Collected data
++++++

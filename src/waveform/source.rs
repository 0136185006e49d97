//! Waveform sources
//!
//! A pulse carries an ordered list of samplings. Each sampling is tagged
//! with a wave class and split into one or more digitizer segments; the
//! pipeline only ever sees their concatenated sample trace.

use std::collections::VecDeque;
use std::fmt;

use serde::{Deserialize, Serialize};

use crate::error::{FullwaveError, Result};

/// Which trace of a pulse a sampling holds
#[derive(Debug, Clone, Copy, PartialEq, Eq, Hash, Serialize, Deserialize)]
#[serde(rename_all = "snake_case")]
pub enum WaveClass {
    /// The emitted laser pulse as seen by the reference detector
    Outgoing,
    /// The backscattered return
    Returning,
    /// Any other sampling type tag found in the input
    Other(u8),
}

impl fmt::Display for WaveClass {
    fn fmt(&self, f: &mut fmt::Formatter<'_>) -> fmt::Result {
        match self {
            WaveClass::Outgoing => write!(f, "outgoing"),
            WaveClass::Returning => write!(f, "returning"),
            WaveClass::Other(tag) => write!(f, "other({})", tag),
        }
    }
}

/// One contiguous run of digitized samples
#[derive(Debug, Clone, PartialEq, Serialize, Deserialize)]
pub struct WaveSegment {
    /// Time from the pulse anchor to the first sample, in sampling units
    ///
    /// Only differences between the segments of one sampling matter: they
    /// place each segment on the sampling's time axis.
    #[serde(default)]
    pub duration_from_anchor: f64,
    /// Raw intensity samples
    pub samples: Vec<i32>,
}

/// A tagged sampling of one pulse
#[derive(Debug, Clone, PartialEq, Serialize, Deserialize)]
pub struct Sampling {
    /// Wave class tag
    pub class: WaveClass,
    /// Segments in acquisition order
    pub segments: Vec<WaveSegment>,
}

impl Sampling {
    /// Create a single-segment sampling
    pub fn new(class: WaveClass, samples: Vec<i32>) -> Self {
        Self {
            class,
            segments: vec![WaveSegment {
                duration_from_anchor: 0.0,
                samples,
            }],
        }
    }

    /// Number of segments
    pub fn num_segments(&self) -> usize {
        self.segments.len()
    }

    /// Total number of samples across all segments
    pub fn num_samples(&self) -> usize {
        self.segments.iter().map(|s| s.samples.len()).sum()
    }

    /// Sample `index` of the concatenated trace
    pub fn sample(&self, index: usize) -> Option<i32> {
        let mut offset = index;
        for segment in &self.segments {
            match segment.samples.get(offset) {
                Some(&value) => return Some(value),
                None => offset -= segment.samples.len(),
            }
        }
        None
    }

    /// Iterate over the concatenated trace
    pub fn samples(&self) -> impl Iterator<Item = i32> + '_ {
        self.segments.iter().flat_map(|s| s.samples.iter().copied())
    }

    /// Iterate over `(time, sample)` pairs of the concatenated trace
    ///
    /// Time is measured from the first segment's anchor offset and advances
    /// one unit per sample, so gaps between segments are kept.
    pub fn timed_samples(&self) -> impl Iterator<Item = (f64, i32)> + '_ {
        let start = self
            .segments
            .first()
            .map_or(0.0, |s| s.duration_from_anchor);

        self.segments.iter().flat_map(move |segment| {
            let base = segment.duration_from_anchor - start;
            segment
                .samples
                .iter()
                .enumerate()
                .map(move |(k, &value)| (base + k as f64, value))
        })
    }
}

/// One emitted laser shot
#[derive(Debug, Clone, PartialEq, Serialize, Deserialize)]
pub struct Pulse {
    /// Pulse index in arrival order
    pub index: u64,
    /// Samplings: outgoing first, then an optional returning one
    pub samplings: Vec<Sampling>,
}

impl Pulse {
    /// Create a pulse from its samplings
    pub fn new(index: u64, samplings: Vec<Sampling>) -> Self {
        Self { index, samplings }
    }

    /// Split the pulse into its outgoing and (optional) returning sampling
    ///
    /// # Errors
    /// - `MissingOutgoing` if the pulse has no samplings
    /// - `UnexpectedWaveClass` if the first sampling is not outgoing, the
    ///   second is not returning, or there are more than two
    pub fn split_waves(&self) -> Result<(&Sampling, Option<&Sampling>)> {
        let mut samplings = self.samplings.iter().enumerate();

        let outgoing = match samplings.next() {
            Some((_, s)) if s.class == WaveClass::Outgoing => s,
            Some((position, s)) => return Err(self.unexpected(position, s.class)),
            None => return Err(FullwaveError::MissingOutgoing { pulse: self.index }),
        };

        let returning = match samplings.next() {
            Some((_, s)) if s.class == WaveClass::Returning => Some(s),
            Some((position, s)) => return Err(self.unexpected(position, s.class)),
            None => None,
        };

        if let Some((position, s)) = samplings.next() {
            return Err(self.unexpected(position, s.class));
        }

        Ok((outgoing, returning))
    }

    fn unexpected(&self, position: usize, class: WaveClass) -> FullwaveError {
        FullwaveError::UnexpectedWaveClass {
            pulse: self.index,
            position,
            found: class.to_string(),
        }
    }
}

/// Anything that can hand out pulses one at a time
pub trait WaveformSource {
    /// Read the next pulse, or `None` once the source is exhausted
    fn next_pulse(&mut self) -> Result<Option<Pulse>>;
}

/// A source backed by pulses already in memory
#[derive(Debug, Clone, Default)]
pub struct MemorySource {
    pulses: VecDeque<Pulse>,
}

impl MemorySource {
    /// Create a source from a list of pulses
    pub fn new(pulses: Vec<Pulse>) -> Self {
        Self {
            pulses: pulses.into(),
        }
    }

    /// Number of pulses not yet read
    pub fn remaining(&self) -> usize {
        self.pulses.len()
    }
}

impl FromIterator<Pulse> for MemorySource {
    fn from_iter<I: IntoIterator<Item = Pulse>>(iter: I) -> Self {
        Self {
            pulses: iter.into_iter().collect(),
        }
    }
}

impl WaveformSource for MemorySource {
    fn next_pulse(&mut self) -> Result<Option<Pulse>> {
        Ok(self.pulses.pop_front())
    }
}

++++++

PROBLEM DETAILS: From the entries above, extract only the lines running from the one containing "Some((_, s)) if s.class == WaveClass::Returning" through the one containing "pub struct MemorySource", inclusive.

SOLUTION TO THE EXERCISE:
            Some((_, s)) if s.class == WaveClass::Returning => Some(s),
            Some((position, s)) => return Err(self.unexpected(position, s.class)),
            None => None,
        };

        if let Some((position, s)) = samplings.next() {
            return Err(self.unexpected(position, s.class));
        }

        Ok((outgoing, returning))
    }

    fn unexpected(&self, position: usize, class: WaveClass) -> FullwaveError {
        FullwaveError::UnexpectedWaveClass {
            pulse: self.index,
            position,
            found: class.to_string(),
        }
    }
}

/// Anything that can hand out pulses one at a time
pub trait WaveformSource {
    /// Read the next pulse, or `None` once the source is exhausted
    fn next_pulse(&mut self) -> Result<Option<Pulse>>;
}

/// A source backed by pulses already in memory
#[derive(Debug, Clone, Default)]
pub struct MemorySource {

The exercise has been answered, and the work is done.